Professional Documents
Culture Documents
Data Vortex Network Sept 2018
Data Vortex Network Sept 2018
Data Vortex Network Sept 2018
p.1 – Introduction
p.3 – Conception description of the network
p.5 – Present-day implementation of the network
p.7 – Network performance
p.10 – Programming Data Vortex-enabled systems
p. 12 – Recent & ongoing developments
p. 13 – Conclusion
1- Introduction
Among the greatest challenges in distributed and high-performance computing are congestion,
latency, and communication time variability between different parts of the network. The unique
Data Vortex network is designed from the ground up to solve these problems. It can communicate
large amounts of data with minimal congestion and consistent latencies, even in situations when
the communication pattern is chaotic and data is fragmented in small packets. The Data Vortex
topology is the network solution for processor-to-processor communication within a system and
core-to-core communication within a chip.
Interactic Holdings, LLC (DBA Data Vortex Technologies) has already developed several test
beds of this novel architecture, some of which are actively used to investigate scientific problems.
These include design of protocols for remote memory access (Pacific Northwest National
Laboratory), distributed computing (Providentia Worldwide), fundamental physics research
(University of Ulm), Molecular Simulation (Indiana University Bloomington) and quantum
computing simulation (Data Vortex Technologies).
The performance of present-day Data Vortex-enabled systems has validated the mathematical
scalability of the network.

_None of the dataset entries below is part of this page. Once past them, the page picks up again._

use anyhow::{bail, Result};
use chrono::{DateTime, Utc};
use rusqlite::{params, OptionalExtension, Row};

use crate::db::{
    connection::Database,
    helpers::{parse_epoch_ms, to_epoch_ms},
    models::{NewAccount, StoredAccount},
};

const ACCOUNT_COLUMNS: &str = "id, token, slug, user_id, name, is_active, last_used";

fn row_to_account(row: &Row) -> Result<StoredAccount> {
    let last_used: i64 = row.get("last_used")?;

    Ok(StoredAccount {
        id: row.get("id")?,
        token: row.get("token")?,
        slug: row.get("slug")?,
        user_id: row.get("user_id")?,
        name: row.get("name")?,
        is_active: row.get("is_active")?,
        last_used: parse_epoch_ms(last_used, "last_used")?,
    })
}

fn query_accounts(conn: &rusqlite::Connection, sql: &str) -> Result<Vec<StoredAccount>> {
    let mut stmt = conn.prepare(sql)?;
    let mut rows = stmt.query([])?;
    let mut accounts = Vec::new();
    while let Some(row) = rows.next()? {
        accounts.push(row_to_account(row)?);
    }
    Ok(accounts)
}

impl Database {
    /// Most recently used first.
    pub async fn list_accounts(&self) -> Result<Vec<StoredAccount>> {
        self.execute(|conn| {
            query_accounts(
                conn,
                &format!("SELECT {ACCOUNT_COLUMNS} FROM accounts ORDER BY last_used DESC, id ASC"),
            )
        })
        .await
    }

    pub async fn get_active_account(&self) -> Result<Option<StoredAccount>> {
        self.execute(|conn| {
            let mut accounts = query_accounts(
                conn,
                &format!(
                    "SELECT {ACCOUNT_COLUMNS} FROM accounts WHERE is_active = 1 ORDER BY last_used DESC"
                ),
            )?;
            Ok(if accounts.is_empty() {
                None
            } else {
                Some(accounts.swap_remove(0))
            })
        })
        .await
    }

    pub async fn get_account(&self, account_id: &str) -> Result<Option<StoredAccount>> {
        let account_id = account_id.to_string();
        self.execute(move |conn| {
            let mut stmt = conn.prepare(&format!(
                "SELECT {ACCOUNT_COLUMNS} FROM accounts WHERE id = ?1"
            ))?;
            let account = stmt
                .query_row(params![account_id], |row| Ok(row_to_account(row)))
                .optional()?
                .transpose()?;
            Ok(account)
        })
        .await
    }

    /// Insert or refresh credentials for a slug. Never changes `is_active`.
    pub async fn upsert_account(
        &self,
        account: &NewAccount,
        now: DateTime<Utc>,
    ) -> Result<StoredAccount> {
        let record = account.clone();
        self.execute(move |conn| {
            let id = record.account_id();
            if id.is_empty() {
                bail!("account slug is required");
            }

            conn.execute(
                "INSERT INTO accounts (id, token, slug, user_id, name, is_active, last_used)
                 VALUES (?1, ?2, ?3, ?4, ?5, 0, ?6)
                 ON CONFLICT(id) DO UPDATE SET
                     token = excluded.token,
                     slug = excluded.slug,
                     user_id = excluded.user_id,
                     name = excluded.name,
                     last_used = excluded.last_used",
                params![
                    id,
                    record.token,
                    record.slug,
                    record.user_id,
                    record.name,
                    to_epoch_ms(&now),
                ],
            )?;

            let mut stmt = conn.prepare(&format!(
                "SELECT {ACCOUNT_COLUMNS} FROM accounts WHERE id = ?1"
            ))?;
            let stored = stmt.query_row(params![id], |row| Ok(row_to_account(row)))??;
            Ok(stored)
        })
        .await
    }

    /// Make `account_id` the only active account.
    ///
    /// Clearing and setting happen in one transaction; if the target row does
    /// not exist the transaction rolls back and the previous active account
    /// stays active. Returns whether the target existed.
    pub async fn set_active_account(&self, account_id: &str, now: DateTime<Utc>) -> Result<bool> {
        let account_id = account_id.to_string();
        self.execute(move |conn| {
            let tx = conn.transaction()?;
            tx.execute("UPDATE accounts SET is_active = 0 WHERE is_active = 1", [])?;
            let rows_affected = tx.execute(
                "UPDATE accounts SET is_active = 1, last_used = ?1 WHERE id = ?2",
                params![to_epoch_ms(&now), account_id],
            )?;

            if rows_affected == 0 {
                tx.rollback()?;
                return Ok(false);
            }

            tx.commit()?;
            Ok(true)
        })
        .await
    }

    /// Deletes the account row only; its sessions stay behind.
    pub async fn delete_account(&self, account_id: &str) -> Result<usize> {
        let account_id = account_id.to_string();
        self.execute(move |conn| {
            let rows_affected =
                conn.execute("DELETE FROM accounts WHERE id = ?1", params![account_id])?;
            Ok(rows_affected)
        })
        .await
    }
}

Our ongoing hardware and software developments are the first steps
toward implementing the Data Vortex network into next generation technologies across multiple,
intersecting industries. These include enterprise infrastructure, graph analytics, and chip design:
• Processor and chip design: The Data Vortex Network-on-Chip lays the groundwork for
the next generation of hardware. The network can now connect thousands of cores across
multiple chips using core-to-core transfer logic, eliminating traditional communication
bottlenecks. Elimination of the PCIe bus could position the right vendor to design and
produce a differentiating and impressive processor.
The purpose of this white paper is to provide a concise, fact-based description of the network that
can be used to make managerial decisions regarding the applicability of the DV network to
distributed computing, next-generation chip design, cloud infrastructure, high performance
computing, underlying AI neural nets, and fundamental research.
In Section 2 we present a conceptual picture of the DV network. In Section 3 we show how the
network is implemented in practice with present day hardware to validate the mathematical proof,
taking into account the constraints of real-world electronics. In Section 4 we summarize the most
important benchmarks that differentiate the Data Vortex from other networks. In Section 5 we
explain how the programming of DV-enabled systems is done. Finally, in Section 6 we summarize
recent work on the DV network-on-chip and multi-level systems.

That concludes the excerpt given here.